At this moment in my life, my instinct is to answer: "Me? I'm an anarchist!".

But then I look for a more understandable definition. Not an easy task.

I do many things. No, I don't currently have a job that defines me, we've just arrived and I'm looking for my place. I define myself by the things I've done, the experiences I've had, and the choices I've made. I define myself as a person, not as a professional. What have I done? Well, I must have done something.
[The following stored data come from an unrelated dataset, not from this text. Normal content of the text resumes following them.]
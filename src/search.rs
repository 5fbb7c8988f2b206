//! Class-scoped similarity search for a stored detection.

use std::collections::BTreeSet;

use crate::db::{Database, Detection, Image};
use crate::error::{Error, Result};
use crate::services::SimilarityIndex;

/// One resolved neighbor, in the order the index returned it.
#[derive(Debug, Clone, PartialEq)]
pub struct SearchHit {
    pub image: Image,
    pub detection_id: Option<i64>,
    pub score: f32,
}

#[derive(Debug, Clone)]
pub struct SearchOutcome {
    pub query: Detection,
    pub hits: Vec<SearchHit>,
}

pub struct SearchAdapter<'a> {
    db: &'a Database,
    index: &'a dyn SimilarityIndex,
    top_k: usize,
}

impl<'a> SearchAdapter<'a> {
    pub fn new(db: &'a Database, index: &'a dyn SimilarityIndex, top_k: usize) -> Self {
        Self {
            db,
            index,
            top_k: top_k.max(1),
        }
    }

    /// Query the shard of the detection's class with its stored vector.
    ///
    /// Neighbors whose image no longer exists are dropped. Scores are passed
    /// through untouched and never re-sorted.
    pub fn search(&self, detection_id: i64) -> Result<SearchOutcome> {
        let query = self.db.get_detection(detection_id)?.ok_or(Error::NotFound {
            entity: "detection",
            id: detection_id,
        })?;

        let vector = self
            .db
            .get_descriptor(detection_id)?
            .map(|set| set.feature_vector)
            .filter(|v| !v.is_empty())
            .ok_or(Error::MissingDescriptor { detection_id })?;

        let neighbors = self
            .index
            .search(query.class_id, &vector, self.top_k)
            .map_err(|e| Error::SearchUnavailable {
                class_id: query.class_id,
                reason: e.to_string(),
            })?;

        let ids: Vec<i64> = neighbors
            .iter()
            .map(|n| n.image_id)
            .collect::<BTreeSet<_>>()
            .into_iter()
            .collect();
        let images = self.db.images_by_ids(&ids)?;

        let mut hits = Vec::with_capacity(neighbors.len());
        for neighbor in neighbors {
            match images.get(&neighbor.image_id) {
                Some(image) => hits.push(SearchHit {
                    image: image.clone(),
                    detection_id: neighbor.detection_id,
                    score: neighbor.score,
                }),
                None => tracing::debug!(
                    image_id = neighbor.image_id,
                    "Dropping neighbor for missing image"
                ),
            }
        }

        tracing::info!(
            detection_id,
            class_id = query.class_id,
            hits = hits.len(),
            "Similarity search finished"
        );
        Ok(SearchOutcome { query, hits })
    }
}

#[cfg(test)]
mod tests {
    use super::*;
    use crate::db::test_support::{memory_db, new_detection, new_image};
    use crate::db::DescriptorSet;
    use crate::services::{IndexItem, Neighbor};
    use std::sync::Mutex;

    struct FakeIndex {
        results: Vec<Neighbor>,
        fail: bool,
        queries: Mutex<Vec<(i64, Vec<f32>, usize)>>,
    }

    impl FakeIndex {
        fn returning(results: Vec<Neighbor>) -> Self {
            Self {
                results,
                fail: false,
                queries: Mutex::new(Vec::new()),
            }
        }
    }

    impl SimilarityIndex for FakeIndex {
        fn add(&self, _class_id: i64, _items: &[IndexItem]) -> Result<()> {
            Ok(())
        }

        fn search(&self, class_id: i64, vector: &[f32], top_k: usize) -> Result<Vec<Neighbor>> {
            self.queries
                .lock()
                .unwrap()
                .push((class_id, vector.to_vec(), top_k));
            if self.fail {
                return Err(Error::upstream("index", "no index for class"));
            }
            Ok(self.results.clone())
        }
    }

    fn neighbor(image_id: i64, score: f32) -> Neighbor {
        Neighbor {
            image_id,
            detection_id: None,
            score,
        }
    }

    /// Returns the query detection id and three other image ids.
    fn seed(db: &Database) -> (i64, [i64; 3]) {
        let query_image = db
            .insert_image(
                &new_image("query.jpg", 100, 100),
                &[new_detection(3, [1.0, 1.0, 50.0, 50.0])],
            )
            .unwrap();
        let query = db.detections_for_image(query_image).unwrap()[0].id;
        db.upsert_descriptor(query, &DescriptorSet::with_vector(vec![0.5, 0.5]))
            .unwrap();

        let mut others = [0; 3];
        for (i, slot) in others.iter_mut().enumerate() {
            *slot = db
                .insert_image(&new_image(&format!("n{}.jpg", i), 100, 100), &[])
                .unwrap();
        }
        (query, others)
    }

    #[test]
    fn test_results_keep_index_order() {
        let db = memory_db();
        let (query, [a, b, c]) = seed(&db);
        let index = FakeIndex::returning(vec![neighbor(b, 0.01), neighbor(c, 0.02), neighbor(a, 0.05)]);

        let outcome = SearchAdapter::new(&db, &index, 12).search(query).unwrap();

        let scores: Vec<f32> = outcome.hits.iter().map(|h| h.score).collect();
        let ids: Vec<i64> = outcome.hits.iter().map(|h| h.image.id).collect();
        assert_eq!(scores, vec![0.01, 0.02, 0.05]);
        assert_eq!(ids, vec![b, c, a]);
        assert_eq!(*index.queries.lock().unwrap(), vec![(3, vec![0.5, 0.5], 12)]);
    }

    #[test]
    fn test_unsorted_index_results_are_not_resorted() {
        let db = memory_db();
        let (query, [a, b, c]) = seed(&db);
        let index = FakeIndex::returning(vec![
            Neighbor {
                image_id: a,
                detection_id: Some(11),
                score: 0.02,
            },
            neighbor(b, 0.05),
            Neighbor {
                image_id: c,
                detection_id: Some(13),
                score: 0.01,
            },
        ]);

        let outcome = SearchAdapter::new(&db, &index, 3).search(query).unwrap();

        let scores: Vec<f32> = outcome.hits.iter().map(|h| h.score).collect();
        assert_eq!(scores, vec![0.02, 0.05, 0.01]);
        let refs: Vec<(i64, Option<i64>)> = outcome
            .hits
            .iter()
            .map(|h| (h.image.id, h.detection_id))
            .collect();
        assert_eq!(refs, vec![(a, Some(11)), (b, None), (c, Some(13))]);
    }

    #[test]
    fn test_unknown_images_are_dropped() {
        let db = memory_db();
        let (query, [a, _, _]) = seed(&db);
        let index = FakeIndex::returning(vec![neighbor(999, 0.01), neighbor(a, 0.02)]);

        let outcome = SearchAdapter::new(&db, &index, 5).search(query).unwrap();
        assert_eq!(outcome.hits.len(), 1);
        assert_eq!(outcome.hits[0].image.id, a);
    }

    #[test]
    fn test_missing_descriptor() {
        let db = memory_db();
        let image = db
            .insert_image(&new_image("a.jpg", 10, 10), &[new_detection(1, [0.0, 0.0, 5.0, 5.0])])
            .unwrap();
        let detection = db.detections_for_image(image).unwrap()[0].id;
        let index = FakeIndex::returning(Vec::new());
        let adapter = SearchAdapter::new(&db, &index, 5);

        assert!(matches!(
            adapter.search(detection),
            Err(Error::MissingDescriptor { detection_id }) if detection_id == detection
        ));

        // An empty vector is as good as none.
        db.upsert_descriptor(detection, &DescriptorSet::default()).unwrap();
        assert!(matches!(adapter.search(detection), Err(Error::MissingDescriptor { .. })));
        assert!(index.queries.lock().unwrap().is_empty());
    }

    #[test]
    fn test_index_failure_is_search_unavailable() {
        let db = memory_db();
        let (query, _) = seed(&db);
        let index = FakeIndex {
            fail: true,
            ..FakeIndex::returning(Vec::new())
        };

        assert!(matches!(
            SearchAdapter::new(&db, &index, 5).search(query),
            Err(Error::SearchUnavailable { class_id: 3, .. })
        ));
    }

    #[test]
    fn test_unknown_detection() {
        let db = memory_db();
        let index = FakeIndex::returning(Vec::new());
        assert!(matches!(
            SearchAdapter::new(&db, &index, 5).search(7),
            Err(Error::NotFound { entity: "detection", id: 7 })
        ));
    }
}
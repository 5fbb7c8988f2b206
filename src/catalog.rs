//! Catalog facade used by the command-line binary.
//!
//! Owns the configuration, database, blob store and CV client, and wires
//! them into the pipeline components per call. Also hosts the catalog
//! maintenance operations: list, show, export, delete and health.

use std::path::{Path, PathBuf};
use std::sync::atomic::AtomicBool;
use std::sync::Arc;

use crate::config::Config;
use crate::db::{Database, Detection, Image};
use crate::error::{Error, Result};
use crate::ingest::{self, IngestReport, Ingestor};
use crate::search::{SearchAdapter, SearchOutcome};
use crate::services::HttpCvClient;
use crate::storage::{BlobStore, FsBlobStore};
use crate::sync::{SyncReport, Synchronizer};
use crate::transform::TransformEngine;

/// One detection as shown in the image view.
#[derive(Debug, Clone)]
pub struct DetectionView {
    pub detection: Detection,
    pub has_descriptor: bool,
    pub indexed: bool,
}

#[derive(Debug, Clone)]
pub struct ImageView {
    pub image: Image,
    pub detections: Vec<DetectionView>,
}

pub struct Catalog {
    config: Config,
    db: Database,
    blobs: FsBlobStore,
    client: HttpCvClient,
    cancel: Arc<AtomicBool>,
}

impl Catalog {
    pub fn open(config: Config) -> Result<Self> {
        let db = Database::open(&config.db_path)?;
        db.initialize()?;
        let blobs = FsBlobStore::new(&config.storage.root);
        let client = HttpCvClient::from_config(&config.services);

        tracing::debug!(
            db = %config.db_path.display(),
            storage = %config.storage.root.display(),
            service = client.base_url(),
            "Catalog opened"
        );

        Ok(Self {
            config,
            db,
            blobs,
            client,
            cancel: Arc::new(AtomicBool::new(false)),
        })
    }

    pub fn config(&self) -> &Config {
        &self.config
    }

    pub fn database(&self) -> &Database {
        &self.db
    }

    /// Setting this flag stops a running synchronization at its next call
    /// boundary. Only embedding code sets it; the binary has no signal handler.
    pub fn cancel_flag(&self) -> Arc<AtomicBool> {
        Arc::clone(&self.cancel)
    }

    /// Ingest files and directories; directories are walked for images.
    pub fn ingest(&self, inputs: &[PathBuf]) -> IngestReport {
        let files = ingest::discover_images(inputs, &self.config.ingest.image_extensions);
        Ingestor::new(&self.db, &self.blobs, &self.client).ingest_files(&files)
    }

    fn synchronizer(&self) -> Synchronizer<'_> {
        Synchronizer::new(&self.db, &self.blobs, &self.client, &self.client)
            .with_workers(self.config.sync.describe_workers)
            .with_cancel_flag(self.cancel_flag())
    }

    pub fn process(&self, image_id: i64) -> Result<SyncReport> {
        self.synchronizer().process_image(image_id)
    }

    pub fn process_all(&self) -> Result<Vec<(i64, SyncReport)>> {
        self.synchronizer().process_pending()
    }

    /// Search with the configured `top_k` unless overridden.
    pub fn search(&self, detection_id: i64, top_k: Option<usize>) -> Result<SearchOutcome> {
        let top_k = top_k.unwrap_or(self.config.search.top_k);
        SearchAdapter::new(&self.db, &self.client, top_k).search(detection_id)
    }

    fn transforms(&self) -> TransformEngine<'_> {
        TransformEngine::new(&self.db, &self.blobs, self.config.transform.clone())
    }

    pub fn resize(&self, image_id: i64, width: Option<u32>, height: Option<u32>) -> Result<Image> {
        self.transforms().resize(image_id, width, height)
    }

    pub fn crop(&self, image_id: i64, detection_id: Option<i64>) -> Result<Image> {
        self.transforms().crop(image_id, detection_id)
    }

    pub fn list(&self) -> Result<Vec<Image>> {
        self.db.list_images()
    }

    pub fn show(&self, image_id: i64) -> Result<ImageView> {
        let image = self.db.require_image(image_id)?;
        let detections = self
            .db
            .detection_states(image_id)?
            .into_iter()
            .map(|state| DetectionView {
                indexed: state.is_fully_processed(),
                has_descriptor: state.has_descriptor,
                detection: state.detection,
            })
            .collect();
        Ok(ImageView { image, detections })
    }

    /// Copy an image's stored raster to `dest`. A directory destination
    /// receives the file under the image's original name.
    pub fn export(&self, image_id: i64, dest: &Path) -> Result<PathBuf> {
        let image = self.db.require_image(image_id)?;
        let bytes = self
            .blobs
            .read(&image.path)
            .map_err(|e| Error::SourceUnreadable {
                image_id,
                reason: e.to_string(),
            })?;

        let target = if dest.is_dir() {
            dest.join(&image.original_name)
        } else {
            dest.to_path_buf()
        };
        std::fs::write(&target, bytes).map_err(|e| Error::WriteFailed {
            path: target.display().to_string(),
            reason: e.to_string(),
        })?;

        tracing::info!(image_id, dest = %target.display(), "Image exported");
        Ok(target)
    }

    /// Delete an image record with its detections and descriptors. The blob
    /// goes too unless another image shares it.
    pub fn delete(&self, image_id: i64) -> Result<()> {
        let image = self.db.require_image(image_id)?;
        self.db.delete_image(image_id)?;

        if self.db.count_images_at_path(&image.path)? == 0 {
            if let Err(e) = self.blobs.delete(&image.path) {
                tracing::warn!(image_id, path = %image.path, error = %e, "Failed to delete blob");
            }
        }

        tracing::info!(image_id, "Image deleted");
        Ok(())
    }

    pub fn health(&self) -> Result<()> {
        self.client.health()
    }
}

#[cfg(test)]
mod tests {
    use super::*;
    use crate::db::test_support::{new_detection, new_image};
    use crate::db::DescriptorSet;
    use tempfile::{tempdir, TempDir};

    fn catalog() -> (TempDir, Catalog) {
        let dir = tempdir().unwrap();
        let mut config = Config::default();
        config.db_path = dir.path().join("objdex.db");
        config.storage.root = dir.path().join("blobs");
        config.services.base_url = "http://127.0.0.1:9".to_string();
        config.services.connect_timeout_secs = 1;
        let catalog = Catalog::open(config).unwrap();
        (dir, catalog)
    }

    #[test]
    fn test_show_reports_descriptor_state() {
        let (_dir, catalog) = catalog();
        let db = catalog.database();
        let image_id = db
            .insert_image(
                &new_image("a.jpg", 100, 100),
                &[
                    new_detection(1, [0.0, 0.0, 10.0, 10.0]),
                    new_detection(1, [20.0, 20.0, 30.0, 30.0]),
                    new_detection(2, [40.0, 40.0, 60.0, 60.0]),
                ],
            )
            .unwrap();
        let ids: Vec<i64> = db.detections_for_image(image_id).unwrap().iter().map(|d| d.id).collect();
        db.upsert_descriptor(ids[0], &DescriptorSet::with_vector(vec![1.0])).unwrap();
        db.upsert_descriptor(ids[1], &DescriptorSet::with_vector(vec![1.0])).unwrap();
        db.mark_indexed(&[ids[0]]).unwrap();

        let view = catalog.show(image_id).unwrap();
        let state: Vec<(bool, bool)> = view
            .detections
            .iter()
            .map(|d| (d.has_descriptor, d.indexed))
            .collect();
        assert_eq!(state, vec![(true, true), (true, false), (false, false)]);
    }

    #[test]
    fn test_export_to_directory_and_file() {
        let (dir, catalog) = catalog();
        let image = new_image("cat.jpg", 10, 10);
        catalog.blobs.write(&image.path, b"jpeg bytes").unwrap();
        let image_id = catalog.database().insert_image(&image, &[]).unwrap();

        let out = dir.path().join("out");
        std::fs::create_dir(&out).unwrap();
        let target = catalog.export(image_id, &out).unwrap();
        assert_eq!(target, out.join("cat.jpg"));
        assert_eq!(std::fs::read(&target).unwrap(), b"jpeg bytes");

        let named = dir.path().join("copy.jpg");
        assert_eq!(catalog.export(image_id, &named).unwrap(), named);
    }

    #[test]
    fn test_export_missing_blob() {
        let (dir, catalog) = catalog();
        let image_id = catalog
            .database()
            .insert_image(&new_image("gone.jpg", 10, 10), &[])
            .unwrap();
        assert!(matches!(
            catalog.export(image_id, dir.path()),
            Err(Error::SourceUnreadable { .. })
        ));
    }

    #[test]
    fn test_delete_keeps_shared_blob() {
        let (_dir, catalog) = catalog();
        let image = new_image("same.jpg", 10, 10);
        catalog.blobs.write(&image.path, b"bytes").unwrap();
        let first = catalog.database().insert_image(&image, &[]).unwrap();
        let second = catalog.database().insert_image(&image, &[]).unwrap();

        catalog.delete(first).unwrap();
        assert!(catalog.blobs.exists(&image.path).unwrap());

        catalog.delete(second).unwrap();
        assert!(!catalog.blobs.exists(&image.path).unwrap());
        assert!(catalog.list().unwrap().is_empty());
        assert!(matches!(catalog.delete(second), Err(Error::NotFound { .. })));
    }

    #[test]
    fn test_cancel_flag_stops_processing_before_any_call() {
        let (_dir, catalog) = catalog();
        catalog
            .database()
            .insert_image(
                &new_image("a.jpg", 100, 100),
                &[new_detection(1, [0.0, 0.0, 10.0, 10.0])],
            )
            .unwrap();

        catalog
            .cancel_flag()
            .store(true, std::sync::atomic::Ordering::SeqCst);
        assert!(catalog.process_all().unwrap().is_empty());
        assert_eq!(catalog.database().count_descriptors().unwrap(), 0);
    }

    #[test]
    fn test_health_reports_unreachable_service() {
        let (_dir, catalog) = catalog();
        assert!(matches!(
            catalog.health(),
            Err(Error::UpstreamUnavailable { .. })
        ));
    }
}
In the last 6 years, I have travelled a lot. I've been able to visit a dozen countries and live in 5 of them, from the Caribbean Sea of Puerto Rico to the North Sea of Newcastle. I've learned a couple of foreign languages, or at least I can defend myself. I've met so many people. I've learned to live in different ways. I've chopped vegetables in the kitchen of an Italo-American restaurant, I've been a restaurant manager without speaking English, I've lived in Puerto Rico without speaking Spanish and moved to France remembering only how to say "bonjour". I quit smoking! I worked as a university consultant, opened an office in Toulouse, and even closed it! I caught Covid, when there were no vaccines yet and fear was so great. I designed an educational board game for schoolchildren and updated the visual identity of a brewery. I've tasted different cuisines, learned about different cultures, and admired different landscapes.

I had to convince my family that I'm not completely crazy, that I haven't jumped into the void or nullified myself. I had to bring them with me, even if just virtually, on my journey.

I travelled. I travelled a lot.

So maybe that's what I am: I'm a travel companion! Not a dependant husband, a suitcase, a supplement, an employee.

I'm the companion on a fantastic journey, and I thank my wife for inviting me to share it with her.

No alt text provided for this image
This is the place we call home right now. Not that bad!


Update: Today, I can also define myself by the job I have, but I still prefer to be defined by the person I am. A lot has happened in the past year. I caught Covid again at Christmas, but this time I wasn't as scared, it was just very annoying. I have a fantastic nephew, whom unfortunately I don't see enough, and I'm afraid he's growing up too fast. I wish I could be more present in his life, but how can I? I hope to make up for it in the future. I joined a fantastic startup as a that aims to simplify and speed up cancer diagnoses. We aspire to change the world, one diagnosis at a time. Working with this team makes you feel that for once, your work could make a difference to many people. It's like a dream. We bought a little house in England, two rooms and a kitchen. We lost our beloved cat. But we're waiting to fill the second room with a new piece of our heart, it's already on its way, and should arrive in a few months. We hang in there, we face the long, dark winter of the north, we warm ourselves with the thought of future adventures, and we grow, always. I have become more emotional, I don't really understand why, but I'm trying to adapt. I have many projects and many ambitions. They keep me company. I always have strong family support, but sometimes I still have to carry them all on my shoulders and drag them to distant and unknown lands, but on the other hand, it's the right price to pay. Sometimes it's heavy, sometimes less. Other pieces of our hearts.